Salinger and Updike seem to be the only US writers you have praised. Have you any additions to the list? Have you read Norman Mailers recent political and social reportage (Armies of the Night)? So, do you admire it? Do you admire any American poets in particular?

This reminds me: You know, it sounds preposterous, but I was invited last year to cover that political convention in Chicago in the company of two or three others writers. I did not go, naturally, and still believe it must have been some sort of joke on the part of Esquire — inviting me who can't tell a Democrat from a Republican and hates crowds and demonstrations.

What is your opinion of Russian writers like Solzhenitzyn, Abram Tertz, Andrey Voznesenski, who have been widely read in the last couple of years in the US?

It is only from a literary point of view that I could discuss fellow artists, and that would entail, in the case of the brave Russians you mention, a professional examination not only of virtues but also of flaws. I do not think that such objectivity would be fair in the livid light of the political persecution which brave Russians endure.

How often do you see your son? How do you and he collaborate on translating your work? Do you work together from the start of a project or do you act as editor or adviser?

We chose the hub of Europe for domicile not to be too far from our son Dmitri who lives near Milan. We see him not as often as we would like, now that his operatic career (he has a magnificent bass voice) requires him to travel to various countries. This defeats somewhat our purpose of residing in Europe. It also means that he cannot devote as much time as before to co-translating my old stuff.

In Ada Van says that a man who loses his memory will room in heaven with guitarists rather than great or even mediocre writers. What would be your preference in celestial neighbors?

It would be fun to hear Shakespeare roar with ribald laughter on being told what Freud (roasting in the other place) made of his plays. It would satisfy one's sense of justice to see H. G. Wells invited to more parties under the cypresses than slightly bogus Conrad. And I would love to find out from Pushkin whether his duel with Ryleev, in May, 1820, was really fought in the park of Batovo (later my grandmother's estate) as I was the first to suggest in 1964.

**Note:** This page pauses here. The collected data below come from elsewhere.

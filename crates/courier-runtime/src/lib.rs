//! Courier Runtime - Orchestration layer for the Courier framework.
//!
//! This crate provides:
//! - Layered configuration loading (`courier.toml`, `COURIER_*` variables)
//! - Logging initialization over `tracing-subscriber`
//! - Runtime orchestration (`CourierRuntime`): robot construction, adapter
//!   and dispatch loops, signal-driven shutdown, brain save on exit
//!
//! ```ignore
//! use courier_runtime::CourierRuntime;
//!
//! #[tokio::main]
//! async fn main() -> courier_runtime::RuntimeResult<()> {
//!     let runtime = CourierRuntime::new();
//!
//!     let robot = runtime.robot();
//!     robot
//!         .respond("ping", |res| {
//!             Box::pin(async move {
//!                 res.reply(&["pong"]).await?;
//!                 Ok(())
//!             })
//!         })
//!         .unwrap();
//!
//!     runtime.attach_client(my_rtm_client);
//!     runtime.run().await
//! }
//! ```

pub mod config;
pub mod error;
pub mod logging;
pub mod runtime;

pub use config::{ConfigLoader, CourierConfig, LogFormat, LogLevel, LoggingConfig, QueueConfig, load_config};
pub use error::{ConfigError, ConfigResult, RuntimeError, RuntimeResult};
pub use logging::LoggingBuilder;
pub use runtime::CourierRuntime;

Will you speak briefly about the emigre life of the twenties and thirties? Where, for instance, were you a tennis instructor? Whom did you teach? Mr. Appel mentioned that he thought you gave lectures to emigri groups. If so, what were your subjects? It seems you must have traveled a good deal. Is that true?

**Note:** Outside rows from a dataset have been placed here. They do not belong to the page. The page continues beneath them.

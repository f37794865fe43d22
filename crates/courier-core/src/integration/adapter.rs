//! Adapter trait: the seam between the dispatch core and a platform
//! connection.
//!
//! An adapter owns a live platform connection, normalizes its events into
//! canonical messages (enqueued through a
//! [`QueueHandle`](crate::framework::queue::QueueHandle)), and exposes the
//! outbound operations the dispatcher needs. Concrete wire-protocol clients
//! live outside the core; the core only depends on this trait.

use std::sync::Arc;

use async_trait::async_trait;

use crate::foundation::error::AdapterResult;
use crate::foundation::message::Envelope;

/// Outbound operations an adapter provides to the dispatcher.
#[async_trait]
pub trait Adapter: Send + Sync {
    /// The adapter name, used in logs and as the queue source identity.
    fn name(&self) -> &str;

    /// Sends payloads to the envelope's room.
    async fn send(&self, envelope: &Envelope, payloads: &[String]) -> AdapterResult<()>;

    /// Replies to the envelope's user.
    ///
    /// The default implementation prefixes an `@`-mention of the envelope
    /// user unless the room is a direct-message room, then delegates to
    /// [`send`](Adapter::send).
    async fn reply(&self, envelope: &Envelope, payloads: &[String]) -> AdapterResult<()> {
        if self.is_direct_room(&envelope.room) {
            return self.send(envelope, payloads).await;
        }
        let prefixed: Vec<String> = payloads
            .iter()
            .map(|p| format!("@{} {p}", envelope.user.name))
            .collect();
        self.send(envelope, &prefixed).await
    }

    /// Sets the topic of the envelope's room.
    async fn set_topic(&self, envelope: &Envelope, topic: &str) -> AdapterResult<()>;

    /// Returns true if the room is a direct-message room, in which case
    /// replies are not mention-prefixed.
    fn is_direct_room(&self, _room: &str) -> bool {
        false
    }

    /// Closes the platform connection. Messages already queued by this
    /// adapter are still dispatched.
    async fn close(&self);
}

/// A shared adapter trait object.
pub type BoxedAdapter = Arc<dyn Adapter>;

I gave tennis lessons to the same people, or friends of the same people, to whom I gave lessons of English or French since around 1921, when 1 still shuttled between Cambridge and Berlin, where my father was coeditor of an emigre Russian language daily, and where I more or less settled after his death in 1922. In the thirties I was frequently asked to give public readings of my prose and verse by emigre organizations. In the course of those activities I traveled to Paris, Prague, Brussels and London, and then, one blessed day in 1939, Aldanov, a fellow writer and a dear friend, said to me: «Look, next summer or the one after that, I am invited to lecture at Stanford in California but I cannot go, so would you like to replace me?» That's how the third spiral of my life started to coil.

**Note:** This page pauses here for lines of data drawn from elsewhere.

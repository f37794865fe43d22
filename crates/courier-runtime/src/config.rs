//! Configuration schema and loader.
//!
//! Configuration is layered with figment (lowest to highest priority):
//!
//! 1. Built-in defaults
//! 2. `courier.toml` in the working directory (or an explicit file)
//! 3. Environment variables (`COURIER_*`, `__` as section separator)
//! 4. Programmatic overrides
//!
//! # Environment Variable Mapping
//!
//! - `COURIER_NAME=hubert` → `name = "hubert"`
//! - `COURIER_LOGGING__LEVEL=debug` → `logging.level = "debug"`
//! - `COURIER_ADAPTER__AUTO_RECONNECT=false` → `adapter.auto_reconnect = false`
//!
//! # Example
//!
//! ```rust,ignore
//! use courier_runtime::config::ConfigLoader;
//!
//! let config = ConfigLoader::new().file("config/courier.toml").load()?;
//! ```

use std::collections::HashMap;
use std::path::{Path, PathBuf};
use std::time::Duration;

use figment::Figment;
use figment::providers::{Env, Format, Serialized, Toml};
use serde::{Deserialize, Serialize};
use tracing::debug;

use courier_adapter_rtm::RtmConfig;

use crate::error::{ConfigError, ConfigResult};

/// Root configuration structure.
#[derive(Debug, Clone, Serialize, Deserialize)]
#[serde(default)]
pub struct CourierConfig {
    /// The robot's name, matched by `respond` listeners.
    pub name: String,

    /// Short alias also accepted by `respond` listeners.
    pub alias: Option<String>,

    /// Logging settings.
    pub logging: LoggingConfig,

    /// Command queue settings.
    pub queue: QueueConfig,

    /// Adapter settings.
    pub adapter: RtmConfig,
}

impl Default for CourierConfig {
    fn default() -> Self {
        Self {
            name: "courier".to_string(),
            alias: None,
            logging: LoggingConfig::default(),
            queue: QueueConfig::default(),
            adapter: RtmConfig::default(),
        }
    }
}

/// Command queue settings.
#[derive(Debug, Clone, Serialize, Deserialize)]
#[serde(default)]
pub struct QueueConfig {
    /// Drain period of the dispatch loop, in milliseconds.
    pub drain_interval_ms: u64,

    /// Queue depth beyond which enqueues log a warning.
    pub soft_limit: usize,
}

impl Default for QueueConfig {
    fn default() -> Self {
        Self {
            drain_interval_ms: 1000,
            soft_limit: 1024,
        }
    }
}

impl QueueConfig {
    /// The drain period as a [`Duration`].
    pub fn drain_interval(&self) -> Duration {
        Duration::from_millis(self.drain_interval_ms)
    }
}

/// Log level (trace, debug, info, warn, error).
#[derive(Debug, Clone, Copy, PartialEq, Eq, Default, Serialize, Deserialize)]
#[serde(rename_all = "lowercase")]
pub enum LogLevel {
    Trace,
    Debug,
    #[default]
    Info,
    Warn,
    Error,
}

impl LogLevel {
    /// The level as a filter directive string.
    pub fn as_str(&self) -> &'static str {
        match self {
            Self::Trace => "trace",
            Self::Debug => "debug",
            Self::Info => "info",
            Self::Warn => "warn",
            Self::Error => "error",
        }
    }

    /// Converts to a `tracing` level.
    pub fn to_tracing_level(self) -> tracing::Level {
        match self {
            Self::Trace => tracing::Level::TRACE,
            Self::Debug => tracing::Level::DEBUG,
            Self::Info => tracing::Level::INFO,
            Self::Warn => tracing::Level::WARN,
            Self::Error => tracing::Level::ERROR,
        }
    }
}

impl std::fmt::Display for LogLevel {
    fn fmt(&self, f: &mut std::fmt::Formatter<'_>) -> std::fmt::Result {
        f.write_str(self.as_str())
    }
}

/// Log output format.
#[derive(Debug, Clone, Copy, PartialEq, Eq, Default, Serialize, Deserialize)]
#[serde(rename_all = "lowercase")]
pub enum LogFormat {
    /// Single-line compact output.
    #[default]
    Compact,
    /// Default multi-field output.
    Full,
    /// Multi-line human-oriented output.
    Pretty,
}

/// Logging settings.
#[derive(Debug, Clone, Default, Serialize, Deserialize)]
#[serde(default)]
pub struct LoggingConfig {
    /// Global log level.
    pub level: LogLevel,

    /// Output format.
    pub format: LogFormat,

    /// Per-module level overrides, e.g. `courier_core = "debug"`.
    pub filters: HashMap<String, LogLevel>,
}

// =============================================================================
// Loader
// =============================================================================

/// Loads configuration from the default locations.
pub fn load_config() -> ConfigResult<CourierConfig> {
    ConfigLoader::new().load()
}

/// Configuration loader with figment-based multi-source support.
pub struct ConfigLoader {
    config_file: Option<PathBuf>,
    load_env: bool,
    overrides: Figment,
}

impl Default for ConfigLoader {
    fn default() -> Self {
        Self::new()
    }
}

impl ConfigLoader {
    /// Creates a loader reading `courier.toml` and `COURIER_*` variables.
    pub fn new() -> Self {
        Self {
            config_file: None,
            load_env: true,
            overrides: Figment::new(),
        }
    }

    /// Sets a specific configuration file to load.
    pub fn file<P: AsRef<Path>>(mut self, path: P) -> Self {
        self.config_file = Some(path.as_ref().to_path_buf());
        self
    }

    /// Disables the environment variable layer.
    pub fn without_env(mut self) -> Self {
        self.load_env = false;
        self
    }

    /// Merges programmatic overrides at the highest priority.
    pub fn merge(mut self, config: CourierConfig) -> Self {
        self.overrides = self.overrides.merge(Serialized::defaults(config));
        self
    }

    /// Loads and returns the configuration.
    pub fn load(self) -> ConfigResult<CourierConfig> {
        let mut figment = Figment::from(Serialized::defaults(CourierConfig::default()));

        match &self.config_file {
            Some(path) => figment = figment.merge(Toml::file(path)),
            None => figment = figment.merge(Toml::file("courier.toml")),
        }
        if self.load_env {
            figment = figment.merge(Env::prefixed("COURIER_").split("__"));
        }
        figment = figment.merge(self.overrides);

        let config: CourierConfig = figment
            .extract()
            .map_err(|e| ConfigError::Parse(e.to_string()))?;

        debug!(
            name = %config.name,
            level = %config.logging.level,
            "configuration loaded"
        );
        Ok(config)
    }
}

Where and when did you meet your wife? Where and when did you marry? Can you or she describe her background and girlhood briefly? In what city and/or country did you court her? If I am correct that she is also Russian, did you or any of your brothers and sisters meet her when you were children?

I met my wife, Vera Slonim, at one of the emigre charity balls in Berlin at which it was fashionable for Russian young ladies to sell punch, books, flowers, and toys. Her father was a St. Petersburg jurist and industrialist, ruined by the revolution. We might have met years earlier at some party in St. Petersburg where we had friends in common. We married in 1925, and were at first extremely hard up.